As we have heard from others, the size of the pension fund is hugely influential, particularly in transforming the economy into a green economy. I believe that pension schemes have had enormous effects in other areas. My own recollection is of South Africa, where schemes exerted very strong influence. In my city of Bristol, when creating a smoke-free city, we sought to get the pension schemes and their investors to support it. This can be a very powerful instrument in changing behaviour and thinking; I hope that it will be.
The noble Baroness, Lady Hayman, mentioned that her amendments extend to all pension schemes. Again, I am not clear what the differences are. I note that the briefing from the ABI suggests that the PRA and the FCA are better placed to deal with the smaller pension schemes, but I would like to hear the views of the Minister on this. I very much support the spirit and content of most of the amendments in this group.
My Lords, I shall speak to Amendments 52, 74, 75, 76 and 92 to which I have added my name. As the noble Baronesses have said, these amendments refer to the need to strengthen the obligations on pension funds to play their part in meeting the challenge of the climate emergency. We accept that the issue goes wider than this Bill, but we will succeed only if every part of government, including the DWP, industry and the economy play their part, so this pensions Bill does have a part to play.
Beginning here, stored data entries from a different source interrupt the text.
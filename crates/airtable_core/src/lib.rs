//! Airtable core: shared-view identifiers, raw payload model, schema resolution,
//! cell coercion, table assembly and the in-memory exporters.
mod coerce;
mod delimited;
mod frame;
mod mapping;
mod payload;
mod schema;
mod share;
mod summary;
mod table;
mod value;

pub use coerce::{coerce_cell, parse_timestamp, CoercionContext, CoercionOptions, PercentScale};
pub use delimited::{parse_delimited, render_cell, to_delimited_string, DelimitedOptions};
pub use frame::{ColumnData, Frame, FrameColumn};
pub use mapping::{from_mapping, to_json_string, to_mapping, JsonOptions, MappingError, Orientation};
pub use payload::{HeaderList, PayloadError, RawColumn, RawPayload, RawRow, UserInfo};
pub use schema::{resolve_column, resolve_columns, resolve_tag, ColumnDescriptor, ResolvedKind};
pub use share::{MalformedUrlError, ShareReference};
pub use summary::{schema_summary, ColumnSummary, JsonKind, SchemaSummary};
pub use table::{assemble, Row, ShapeError, Table};
pub use value::{Attachment, CellValue, Collaborator};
In relation to pensions, it is vital that a consistent approach is taken across the pension scheme market with the DWP, the Pensions Regulator and the Financial Conduct Authority all requiring contract-based pension schemes and trust-based occupational schemes to demonstrate the same levels of compliance with our climate change objectives; otherwise, there could be adverse competition between the different funds, which we do not support.
I add my thanks to the Minister for acknowledging the importance of these issues when we raised them at Second Reading, arranging to meet us to discuss them further and tabling the Government’s amendment today. As the noble Baroness, Lady Hayman, said, it happened very quickly, and we were very impressed by that. It is fair to say that it is a start, but we do not think that it goes far enough. However, I am sure that we will have a good dialogue on this issue. In the meantime, we have tabled amendments.
I shall be brief as I do not want to echo what other noble Lords have said. Amendments 74 and 76 take out the specific reference to occupational pension schemes so that the requirement would apply to all pension schemes. This is important because, although occupational defined benefit and defined contribution schemes comprise a large part of the pensions market, there is a gradual shift taking place towards contract-based personal schemes. As one model is regulated by the Pensions Regulator and the other by the Financial Conduct Authority, it is vital that we take this opportunity to provide alignment and consistency on the climate change action that they require across that sector.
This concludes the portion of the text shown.